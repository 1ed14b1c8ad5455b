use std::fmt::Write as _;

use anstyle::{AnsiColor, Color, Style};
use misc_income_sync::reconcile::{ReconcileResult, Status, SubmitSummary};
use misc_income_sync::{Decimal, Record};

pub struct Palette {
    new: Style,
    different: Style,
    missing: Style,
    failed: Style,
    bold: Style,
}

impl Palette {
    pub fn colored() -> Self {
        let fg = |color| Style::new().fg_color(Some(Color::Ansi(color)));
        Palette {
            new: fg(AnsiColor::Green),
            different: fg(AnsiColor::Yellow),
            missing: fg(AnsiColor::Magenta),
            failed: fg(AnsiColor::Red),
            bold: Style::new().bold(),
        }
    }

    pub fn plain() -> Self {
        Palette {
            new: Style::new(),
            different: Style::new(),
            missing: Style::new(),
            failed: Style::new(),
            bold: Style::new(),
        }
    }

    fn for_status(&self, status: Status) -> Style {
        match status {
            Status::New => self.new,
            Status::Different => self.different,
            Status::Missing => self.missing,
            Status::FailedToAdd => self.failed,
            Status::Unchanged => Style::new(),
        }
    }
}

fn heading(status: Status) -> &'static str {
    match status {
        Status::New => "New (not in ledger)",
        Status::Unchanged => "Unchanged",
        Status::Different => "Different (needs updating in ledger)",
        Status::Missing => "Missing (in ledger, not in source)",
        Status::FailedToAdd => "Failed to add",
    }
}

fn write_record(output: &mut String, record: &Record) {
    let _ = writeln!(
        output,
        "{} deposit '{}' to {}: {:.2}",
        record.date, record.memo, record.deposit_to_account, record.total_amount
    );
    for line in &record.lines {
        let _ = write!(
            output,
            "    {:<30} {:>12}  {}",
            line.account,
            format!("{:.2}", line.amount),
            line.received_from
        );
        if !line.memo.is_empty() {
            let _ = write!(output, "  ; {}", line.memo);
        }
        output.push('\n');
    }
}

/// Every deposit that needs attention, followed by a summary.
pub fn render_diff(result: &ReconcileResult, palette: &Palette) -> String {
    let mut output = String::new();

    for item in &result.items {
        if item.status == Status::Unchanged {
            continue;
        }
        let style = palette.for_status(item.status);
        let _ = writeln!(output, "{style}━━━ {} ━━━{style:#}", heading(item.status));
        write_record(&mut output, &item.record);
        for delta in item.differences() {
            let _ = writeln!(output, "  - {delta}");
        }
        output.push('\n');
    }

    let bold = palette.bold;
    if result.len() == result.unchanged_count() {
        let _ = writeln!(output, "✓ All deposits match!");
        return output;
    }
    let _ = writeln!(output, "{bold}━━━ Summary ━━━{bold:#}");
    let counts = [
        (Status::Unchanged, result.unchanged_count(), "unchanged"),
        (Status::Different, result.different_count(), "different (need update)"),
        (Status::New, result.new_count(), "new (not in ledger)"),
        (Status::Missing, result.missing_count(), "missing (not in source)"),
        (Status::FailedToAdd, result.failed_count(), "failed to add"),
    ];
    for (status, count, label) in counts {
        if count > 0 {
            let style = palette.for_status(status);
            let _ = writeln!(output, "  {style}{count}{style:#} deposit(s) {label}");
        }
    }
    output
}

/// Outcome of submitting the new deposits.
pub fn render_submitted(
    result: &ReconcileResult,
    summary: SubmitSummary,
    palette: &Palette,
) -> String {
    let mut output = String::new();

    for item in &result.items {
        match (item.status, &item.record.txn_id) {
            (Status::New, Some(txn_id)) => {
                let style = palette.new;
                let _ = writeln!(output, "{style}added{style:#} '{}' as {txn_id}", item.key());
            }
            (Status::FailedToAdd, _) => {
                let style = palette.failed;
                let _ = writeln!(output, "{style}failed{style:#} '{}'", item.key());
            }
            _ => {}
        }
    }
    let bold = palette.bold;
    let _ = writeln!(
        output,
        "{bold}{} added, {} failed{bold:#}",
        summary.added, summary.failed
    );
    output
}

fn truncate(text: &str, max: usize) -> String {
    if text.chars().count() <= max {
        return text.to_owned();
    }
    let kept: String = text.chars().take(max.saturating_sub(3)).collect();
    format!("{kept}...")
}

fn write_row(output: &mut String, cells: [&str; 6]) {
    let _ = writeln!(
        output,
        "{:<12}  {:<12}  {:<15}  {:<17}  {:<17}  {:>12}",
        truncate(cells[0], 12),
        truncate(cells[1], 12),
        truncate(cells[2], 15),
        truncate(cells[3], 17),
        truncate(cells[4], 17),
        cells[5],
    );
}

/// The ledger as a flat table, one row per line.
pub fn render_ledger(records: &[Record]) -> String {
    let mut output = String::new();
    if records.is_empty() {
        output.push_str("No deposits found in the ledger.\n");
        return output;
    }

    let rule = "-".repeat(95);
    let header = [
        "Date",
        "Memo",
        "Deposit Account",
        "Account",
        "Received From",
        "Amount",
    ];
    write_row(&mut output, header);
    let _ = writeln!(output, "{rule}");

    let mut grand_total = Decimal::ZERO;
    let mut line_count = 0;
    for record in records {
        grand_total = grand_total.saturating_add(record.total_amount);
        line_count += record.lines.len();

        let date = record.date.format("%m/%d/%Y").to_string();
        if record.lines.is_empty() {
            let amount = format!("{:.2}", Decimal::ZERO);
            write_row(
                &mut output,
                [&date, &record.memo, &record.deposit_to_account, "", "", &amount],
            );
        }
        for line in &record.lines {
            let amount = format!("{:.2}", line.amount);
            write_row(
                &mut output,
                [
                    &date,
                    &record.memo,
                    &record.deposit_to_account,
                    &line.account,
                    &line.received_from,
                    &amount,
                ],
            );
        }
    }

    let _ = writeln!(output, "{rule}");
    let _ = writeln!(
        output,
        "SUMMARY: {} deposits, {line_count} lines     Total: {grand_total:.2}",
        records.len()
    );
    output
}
...
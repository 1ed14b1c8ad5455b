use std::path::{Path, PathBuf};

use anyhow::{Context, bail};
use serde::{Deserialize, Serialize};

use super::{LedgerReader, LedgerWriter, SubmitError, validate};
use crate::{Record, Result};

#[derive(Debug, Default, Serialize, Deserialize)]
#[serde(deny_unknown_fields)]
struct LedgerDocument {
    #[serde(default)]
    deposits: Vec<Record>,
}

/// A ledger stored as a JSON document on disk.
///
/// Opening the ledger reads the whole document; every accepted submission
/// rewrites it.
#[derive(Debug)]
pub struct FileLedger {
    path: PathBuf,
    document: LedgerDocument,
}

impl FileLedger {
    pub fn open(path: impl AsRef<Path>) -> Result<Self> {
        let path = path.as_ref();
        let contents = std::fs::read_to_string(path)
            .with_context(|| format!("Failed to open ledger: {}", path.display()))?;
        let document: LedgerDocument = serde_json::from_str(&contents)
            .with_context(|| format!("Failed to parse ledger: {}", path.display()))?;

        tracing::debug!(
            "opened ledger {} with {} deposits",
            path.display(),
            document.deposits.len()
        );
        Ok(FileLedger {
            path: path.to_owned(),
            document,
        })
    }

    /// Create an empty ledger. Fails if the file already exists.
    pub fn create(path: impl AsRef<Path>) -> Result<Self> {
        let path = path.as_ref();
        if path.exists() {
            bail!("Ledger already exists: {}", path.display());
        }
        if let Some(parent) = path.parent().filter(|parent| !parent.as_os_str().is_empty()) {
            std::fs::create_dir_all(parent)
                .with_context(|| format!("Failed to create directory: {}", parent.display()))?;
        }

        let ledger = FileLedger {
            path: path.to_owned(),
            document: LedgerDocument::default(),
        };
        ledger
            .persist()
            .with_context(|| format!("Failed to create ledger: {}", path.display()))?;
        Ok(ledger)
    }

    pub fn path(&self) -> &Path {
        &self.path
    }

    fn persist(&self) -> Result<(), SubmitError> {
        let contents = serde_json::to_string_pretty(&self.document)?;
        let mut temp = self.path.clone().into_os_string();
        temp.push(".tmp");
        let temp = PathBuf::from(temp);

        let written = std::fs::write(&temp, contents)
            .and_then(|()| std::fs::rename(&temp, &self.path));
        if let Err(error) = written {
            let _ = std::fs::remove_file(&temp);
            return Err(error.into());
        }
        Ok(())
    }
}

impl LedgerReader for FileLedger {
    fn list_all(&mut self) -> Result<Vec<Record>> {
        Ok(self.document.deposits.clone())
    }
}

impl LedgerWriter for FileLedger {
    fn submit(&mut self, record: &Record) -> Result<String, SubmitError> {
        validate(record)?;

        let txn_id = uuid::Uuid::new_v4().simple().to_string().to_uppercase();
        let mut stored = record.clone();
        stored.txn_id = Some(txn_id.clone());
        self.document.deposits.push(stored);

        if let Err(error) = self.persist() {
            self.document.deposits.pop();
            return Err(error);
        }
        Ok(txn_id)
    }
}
---
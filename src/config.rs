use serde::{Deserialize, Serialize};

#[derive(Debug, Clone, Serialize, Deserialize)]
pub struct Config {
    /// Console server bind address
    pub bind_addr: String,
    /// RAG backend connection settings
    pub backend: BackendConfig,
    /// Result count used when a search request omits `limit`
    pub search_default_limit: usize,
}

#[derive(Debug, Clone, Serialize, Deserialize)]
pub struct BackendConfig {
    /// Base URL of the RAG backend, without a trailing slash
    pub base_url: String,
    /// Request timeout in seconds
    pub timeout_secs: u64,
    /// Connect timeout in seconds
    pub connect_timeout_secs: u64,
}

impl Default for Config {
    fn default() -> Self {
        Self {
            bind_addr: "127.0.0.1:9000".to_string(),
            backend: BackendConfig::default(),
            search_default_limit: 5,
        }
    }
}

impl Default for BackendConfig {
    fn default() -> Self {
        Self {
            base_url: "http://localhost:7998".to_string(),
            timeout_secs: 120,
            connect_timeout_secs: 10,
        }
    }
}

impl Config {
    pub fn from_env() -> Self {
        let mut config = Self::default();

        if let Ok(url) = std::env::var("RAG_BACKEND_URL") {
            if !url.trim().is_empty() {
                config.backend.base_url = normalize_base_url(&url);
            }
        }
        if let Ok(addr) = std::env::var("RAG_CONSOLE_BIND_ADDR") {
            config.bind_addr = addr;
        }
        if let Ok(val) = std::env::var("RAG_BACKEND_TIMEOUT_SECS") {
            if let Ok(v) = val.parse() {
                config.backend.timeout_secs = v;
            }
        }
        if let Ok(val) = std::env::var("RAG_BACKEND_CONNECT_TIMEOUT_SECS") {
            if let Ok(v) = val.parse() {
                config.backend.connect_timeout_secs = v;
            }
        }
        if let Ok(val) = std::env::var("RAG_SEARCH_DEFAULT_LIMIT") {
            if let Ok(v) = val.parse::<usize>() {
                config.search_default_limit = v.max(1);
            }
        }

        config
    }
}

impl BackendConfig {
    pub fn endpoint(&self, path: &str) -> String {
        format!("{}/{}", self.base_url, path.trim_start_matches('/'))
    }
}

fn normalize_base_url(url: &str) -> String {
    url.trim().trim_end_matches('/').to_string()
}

## [Problem to work on]
There is a run of lines above from the one with "a trailing slash" to the one with "pub fn from_env()"; print exactly that run, both ends included, and nothing else.

## [Result of this task]
    /// Base URL of the RAG backend, without a trailing slash
    pub base_url: String,
    /// Request timeout in seconds
    pub timeout_secs: u64,
    /// Connect timeout in seconds
    pub connect_timeout_secs: u64,
}

impl Default for Config {
    fn default() -> Self {
        Self {
            bind_addr: "127.0.0.1:9000".to_string(),
            backend: BackendConfig::default(),
            search_default_limit: 5,
        }
    }
}

impl Default for BackendConfig {
    fn default() -> Self {
        Self {
            base_url: "http://localhost:7998".to_string(),
            timeout_secs: 120,
            connect_timeout_secs: 10,
        }
    }
}

impl Config {
    pub fn from_env() -> Self {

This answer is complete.